SECTION 6. Counterparts. This Supplemental Indenture may be signed in various counterparts (including by portable document format), which together will constitute one and the same instrument.

SECTION 7. Trust Indenture Act Controls. If any provisions hereof limit, qualify or conflict with any provisions of the Trust Indenture Act of 1939, as amended (the “TIA”), required under the TIA to be a part of or govern this Supplemental Indenture, the provisions of the TIA shall control. If any provision hereof modifies or excludes any provision of the TIA that pursuant to the TIA may be so modified or excluded, the provision of the TIA as so modified or excluded hereby shall apply.

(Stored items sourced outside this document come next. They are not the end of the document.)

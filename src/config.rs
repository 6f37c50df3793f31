//! Client configuration: provider instance, redirect targets, resource mapping, and timings.
//!
//! Configuration is validated once, when [`ClientConfigBuilder::build`] or
//! [`ClientConfig::from_json`] runs. Failures are [`ConfigError`]s and are fatal: a broker is
//! never constructed from an invalid configuration.

// self
use crate::{
	_prelude::*,
	auth::{ClientId, ResourceId},
	error::ConfigError,
};

const DEFAULT_INSTANCE: &str = "https://login.microsoftonline.com/";
const DEFAULT_TENANT: &str = "common";
const DEFAULT_STORAGE_PREFIX: &str = "oauth2_implicit.";

/// Validated client configuration consumed by the broker.
#[derive(Clone, Debug, PartialEq, Eq)]
pub struct ClientConfig {
	/// OAuth client identifier.
	pub client_id: ClientId,
	/// Tenant path segment appended to the instance.
	pub tenant: String,
	/// Provider instance (authority host), always HTTPS and `/`-terminated.
	pub instance: Url,
	/// Redirect URI registered with the provider.
	pub redirect_uri: Url,
	/// Where the provider sends the browser after logout.
	pub post_logout_redirect_uri: Url,
	/// Resource whose token defines the authenticated session.
	pub login_resource: ResourceId,
	/// URL prefix → resource mapping used by [`ClientConfig::resource_for_endpoint`].
	pub endpoints: BTreeMap<String, ResourceId>,
	/// URL prefixes that never carry a token.
	pub anonymous_endpoints: Vec<String>,
	/// Extra query parameters appended to every authorization request.
	pub extra_query_parameters: Vec<(String, String)>,
	/// Skew subtracted from token expiry before a cached token is considered stale.
	pub expire_offset: Duration,
	/// How long before login-token expiry the background renewal fires.
	pub renewal_lead: Duration,
	/// How long a silent renewal may stay unanswered before it times out.
	pub renewal_timeout: Duration,
	/// Prefix for every durable storage key.
	pub storage_prefix: String,
}
impl ClientConfig {
	/// Default skew subtracted from token expiry.
	pub const DEFAULT_EXPIRE_OFFSET: Duration = Duration::seconds(5);
	/// Default lead time for the login-token renewal timer.
	pub const DEFAULT_RENEWAL_LEAD: Duration = Duration::seconds(300);
	/// Default window for a silent renewal to complete.
	pub const DEFAULT_RENEWAL_TIMEOUT: Duration = Duration::seconds(6);

	/// Creates a builder for the provided client id.
	pub fn builder(client_id: impl Into<String>) -> ClientConfigBuilder {
		ClientConfigBuilder::new(client_id)
	}

	/// Parses and validates a JSON configuration document.
	pub fn from_json(json: &str) -> Result<Self, ConfigError> {
		let mut de = serde_json::Deserializer::from_str(json);
		let raw: RawClientConfig = serde_path_to_error::deserialize(&mut de)
			.map_err(|source| ConfigError::Parse { source })?;

		raw.into_builder().build()
	}

	/// Provider authorization endpoint (`{instance}{tenant}/oauth2/authorize`).
	pub fn authorize_endpoint(&self) -> Result<Url, ConfigError> {
		self.authority_path("authorize")
	}

	/// Provider logout endpoint (`{instance}{tenant}/oauth2/logout`).
	pub fn logout_endpoint(&self) -> Result<Url, ConfigError> {
		self.authority_path("logout")
	}

	/// Resolves the resource that guards `endpoint`.
	///
	/// Configured prefixes win; anonymous prefixes map to nothing; remaining relative URLs
	/// and URLs on the application's own host map to the login resource.
	pub fn resource_for_endpoint(&self, endpoint: &str) -> Option<&ResourceId> {
		if let Some((_, resource)) = self
			.endpoints
			.iter()
			.filter(|(prefix, _)| endpoint.starts_with(prefix.as_str()))
			.max_by_key(|(prefix, _)| prefix.len())
		{
			return Some(resource);
		}
		if self.anonymous_endpoints.iter().any(|prefix| endpoint.starts_with(prefix.as_str())) {
			return None;
		}

		match Url::parse(endpoint) {
			Ok(url) if url.host_str() == self.redirect_uri.host_str() => Some(&self.login_resource),
			Ok(_) => None,
			Err(url::ParseError::RelativeUrlWithoutBase) => Some(&self.login_resource),
			Err(_) => None,
		}
	}

	fn authority_path(&self, leaf: &str) -> Result<Url, ConfigError> {
		self.instance
			.join(&format!("{}/oauth2/{leaf}", self.tenant))
			.map_err(|source| ConfigError::InvalidUrl { field: "instance", source })
	}
}

/// Builder for [`ClientConfig`] values.
#[derive(Clone, Debug)]
pub struct ClientConfigBuilder {
	client_id: String,
	tenant: Option<String>,
	instance: Option<String>,
	redirect_uri: Option<String>,
	post_logout_redirect_uri: Option<String>,
	login_resource: Option<String>,
	endpoints: Vec<(String, String)>,
	anonymous_endpoints: Vec<String>,
	extra_query_parameters: Vec<(String, String)>,
	expire_offset: Duration,
	renewal_lead: Duration,
	renewal_timeout: Duration,
	storage_prefix: Option<String>,
}
impl ClientConfigBuilder {
	fn new(client_id: impl Into<String>) -> Self {
		Self {
			client_id: client_id.into(),
			tenant: None,
			instance: None,
			redirect_uri: None,
			post_logout_redirect_uri: None,
			login_resource: None,
			endpoints: Vec::new(),
			anonymous_endpoints: Vec::new(),
			extra_query_parameters: Vec::new(),
			expire_offset: ClientConfig::DEFAULT_EXPIRE_OFFSET,
			renewal_lead: ClientConfig::DEFAULT_RENEWAL_LEAD,
			renewal_timeout: ClientConfig::DEFAULT_RENEWAL_TIMEOUT,
			storage_prefix: None,
		}
	}

	/// Sets the tenant path segment (defaults to `common`).
	pub fn tenant(mut self, tenant: impl Into<String>) -> Self {
		self.tenant = Some(tenant.into());

		self
	}

	/// Sets the provider instance URL.
	pub fn instance(mut self, instance: impl Into<String>) -> Self {
		self.instance = Some(instance.into());

		self
	}

	/// Sets the redirect URI registered with the provider.
	pub fn redirect_uri(mut self, uri: impl Into<String>) -> Self {
		self.redirect_uri = Some(uri.into());

		self
	}

	/// Sets the post-logout redirect URI (defaults to the redirect URI).
	pub fn post_logout_redirect_uri(mut self, uri: impl Into<String>) -> Self {
		self.post_logout_redirect_uri = Some(uri.into());

		self
	}

	/// Overrides the login resource (defaults to the client id).
	pub fn login_resource(mut self, resource: impl Into<String>) -> Self {
		self.login_resource = Some(resource.into());

		self
	}

	/// Maps a URL prefix to the resource whose token it requires.
	pub fn endpoint(mut self, prefix: impl Into<String>, resource: impl Into<String>) -> Self {
		self.endpoints.push((prefix.into(), resource.into()));

		self
	}

	/// Marks a URL prefix as never requiring a token.
	pub fn anonymous_endpoint(mut self, prefix: impl Into<String>) -> Self {
		self.anonymous_endpoints.push(prefix.into());

		self
	}

	/// Appends a query parameter to every authorization request.
	pub fn extra_query_parameter(
		mut self,
		name: impl Into<String>,
		value: impl Into<String>,
	) -> Self {
		self.extra_query_parameters.push((name.into(), value.into()));

		self
	}

	/// Overrides the expiry skew.
	pub fn expire_offset(mut self, offset: Duration) -> Self {
		self.expire_offset = offset;

		self
	}

	/// Overrides the login-token renewal lead.
	pub fn renewal_lead(mut self, lead: Duration) -> Self {
		self.renewal_lead = lead;

		self
	}

	/// Overrides the silent renewal timeout.
	pub fn renewal_timeout(mut self, timeout: Duration) -> Self {
		self.renewal_timeout = timeout;

		self
	}

	/// Overrides the durable storage key prefix.
	pub fn storage_prefix(mut self, prefix: impl Into<String>) -> Self {
		self.storage_prefix = Some(prefix.into());

		self
	}

	/// Consumes the builder and validates the resulting configuration.
	pub fn build(self) -> Result<ClientConfig, ConfigError> {
		if self.client_id.trim().is_empty() {
			return Err(ConfigError::MissingClientId);
		}

		let client_id = ClientId::new(&self.client_id)
			.map_err(|source| ConfigError::InvalidIdentifier { field: "client_id", source })?;
		let instance = parse_url("instance", self.instance.as_deref().unwrap_or(DEFAULT_INSTANCE))?;
		let instance = normalize_instance(instance)?;
		let redirect_uri = self.redirect_uri.as_deref().ok_or(ConfigError::MissingRedirectUri)?;
		let redirect_uri = parse_url("redirect_uri", redirect_uri)?;
		let post_logout_redirect_uri = match self.post_logout_redirect_uri.as_deref() {
			Some(uri) => parse_url("post_logout_redirect_uri", uri)?,
			None => redirect_uri.clone(),
		};
		let login_resource = self.login_resource.as_deref().unwrap_or(client_id.as_ref());
		let login_resource = ResourceId::new(login_resource).map_err(|source| {
			ConfigError::InvalidIdentifier { field: "login_resource", source }
		})?;
		let endpoints = self
			.endpoints
			.into_iter()
			.map(|(prefix, resource)| {
				ResourceId::new(resource)
					.map(|resource| (prefix, resource))
					.map_err(|source| ConfigError::InvalidIdentifier { field: "endpoints", source })
			})
			.collect::<Result<BTreeMap<_, _>, _>>()?;

		if self.expire_offset.is_negative() {
			return Err(ConfigError::NegativeDuration { field: "expire_offset" });
		}
		ensure_positive("renewal_lead", self.renewal_lead)?;
		ensure_positive("renewal_timeout", self.renewal_timeout)?;

		Ok(ClientConfig {
			client_id,
			tenant: self.tenant.unwrap_or_else(|| DEFAULT_TENANT.into()),
			instance,
			redirect_uri,
			post_logout_redirect_uri,
			login_resource,
			endpoints,
			anonymous_endpoints: self.anonymous_endpoints,
			extra_query_parameters: self.extra_query_parameters,
			expire_offset: self.expire_offset,
			renewal_lead: self.renewal_lead,
			renewal_timeout: self.renewal_timeout,
			storage_prefix: self.storage_prefix.unwrap_or_else(|| DEFAULT_STORAGE_PREFIX.into()),
		})
	}
}

/// JSON shape accepted by [`ClientConfig::from_json`]; durations are whole seconds.
#[derive(Debug, Deserialize)]
#[serde(deny_unknown_fields)]
struct RawClientConfig {
	client_id: String,
	redirect_uri: String,
	#[serde(default)]
	tenant: Option<String>,
	#[serde(default)]
	instance: Option<String>,
	#[serde(default)]
	post_logout_redirect_uri: Option<String>,
	#[serde(default)]
	login_resource: Option<String>,
	#[serde(default)]
	endpoints: BTreeMap<String, String>,
	#[serde(default)]
	anonymous_endpoints: Vec<String>,
	#[serde(default)]
	extra_query_parameters: BTreeMap<String, String>,
	#[serde(default)]
	expire_offset_seconds: Option<i64>,
	#[serde(default)]
	renewal_lead_seconds: Option<i64>,
	#[serde(default)]
	renewal_timeout_seconds: Option<i64>,
	#[serde(default)]
	storage_prefix: Option<String>,
}
impl RawClientConfig {
	fn into_builder(self) -> ClientConfigBuilder {
		let mut builder = ClientConfig::builder(self.client_id).redirect_uri(self.redirect_uri);

		if let Some(tenant) = self.tenant {
			builder = builder.tenant(tenant);
		}
		if let Some(instance) = self.instance {
			builder = builder.instance(instance);
		}
		if let Some(uri) = self.post_logout_redirect_uri {
			builder = builder.post_logout_redirect_uri(uri);
		}
		if let Some(resource) = self.login_resource {
			builder = builder.login_resource(resource);
		}
		for (prefix, resource) in self.endpoints {
			builder = builder.endpoint(prefix, resource);
		}
		for prefix in self.anonymous_endpoints {
			builder = builder.anonymous_endpoint(prefix);
		}
		for (name, value) in self.extra_query_parameters {
			builder = builder.extra_query_parameter(name, value);
		}
		if let Some(seconds) = self.expire_offset_seconds {
			builder = builder.expire_offset(Duration::seconds(seconds));
		}
		if let Some(seconds) = self.renewal_lead_seconds {
			builder = builder.renewal_lead(Duration::seconds(seconds));
		}
		if let Some(seconds) = self.renewal_timeout_seconds {
			builder = builder.renewal_timeout(Duration::seconds(seconds));
		}
		if let Some(prefix) = self.storage_prefix {
			builder = builder.storage_prefix(prefix);
		}

		builder
	}
}

fn parse_url(field: &'static str, value: &str) -> Result<Url, ConfigError> {
	Url::parse(value).map_err(|source| ConfigError::InvalidUrl { field, source })
}

fn normalize_instance(mut instance: Url) -> Result<Url, ConfigError> {
	if instance.scheme() != "https" {
		return Err(ConfigError::InsecureInstance { url: instance.to_string() });
	}
	if !instance.path().ends_with('/') {
		let path = format!("{}/", instance.path());

		instance.set_path(&path);
	}

	Ok(instance)
}

fn ensure_positive(field: &'static str, value: Duration) -> Result<(), ConfigError> {
	if value.is_positive() { Ok(()) } else { Err(ConfigError::NonPositiveDuration { field }) }
}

SECTION 8. No Recourse Against Others. No past, present or future director, officer, employee, incorporator or stockholder of the Company or of any Guarantor, as such, shall have any liability for any obligations of the Company or any Guarantor under the Indenture, the Notes or, the Note Guarantees or for any claim based on, in respect of, or by reason of, such obligations or their creation.

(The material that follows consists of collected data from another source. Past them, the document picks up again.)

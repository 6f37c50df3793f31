//! Host-environment seams: navigation, time, and timers.
//!
//! The broker never touches a window, a frame, or an event loop directly. Hosts implement
//! [`Navigator`] for their page model, pick a [`Clock`], and supply a [`Scheduler`]; the
//! manual implementations here drive headless hosts and deterministic tests.

pub mod clock;
pub mod navigator;
pub mod scheduler;

pub use clock::*;
pub use navigator::*;
pub use scheduler::*;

SECTION 9. Effect of Headings. The Section headings herein are for convenience only and shall not affect the construction hereof.

SECTION 10. The Trustee and Noteholder Collateral Agent. The Trustee and Noteholder Collateral Agent accepts the amendments of the Indenture effected by this Supplemental Indenture. Without limiting the generality of the foregoing, the Trustee and Noteholder Collateral Agent shall not be responsible in any manner whatsoever for or with respect to any of the recitals contained herein, all of which recitals are made solely by the Company, or for or with respect to (i) the validity or sufficiency of this Supplemental Indenture or any of the terms or provisions hereof, (ii) the proper authorization hereof by the Company by action or otherwise, (iii) the due execution hereof by the Company or (iv) the consequences of any amendment herein provided for, and the Trustee and Noteholder Collateral Agent makes no representation with respect to any such matters.

SECTION 11. Separability. In case any provision in this Supplemental Indenture or in the Notes is invalid, illegal or unenforceable, the validity, legality and enforceability of the remaining provisions will not in any way be affected or impaired thereby.

[Signature page follows]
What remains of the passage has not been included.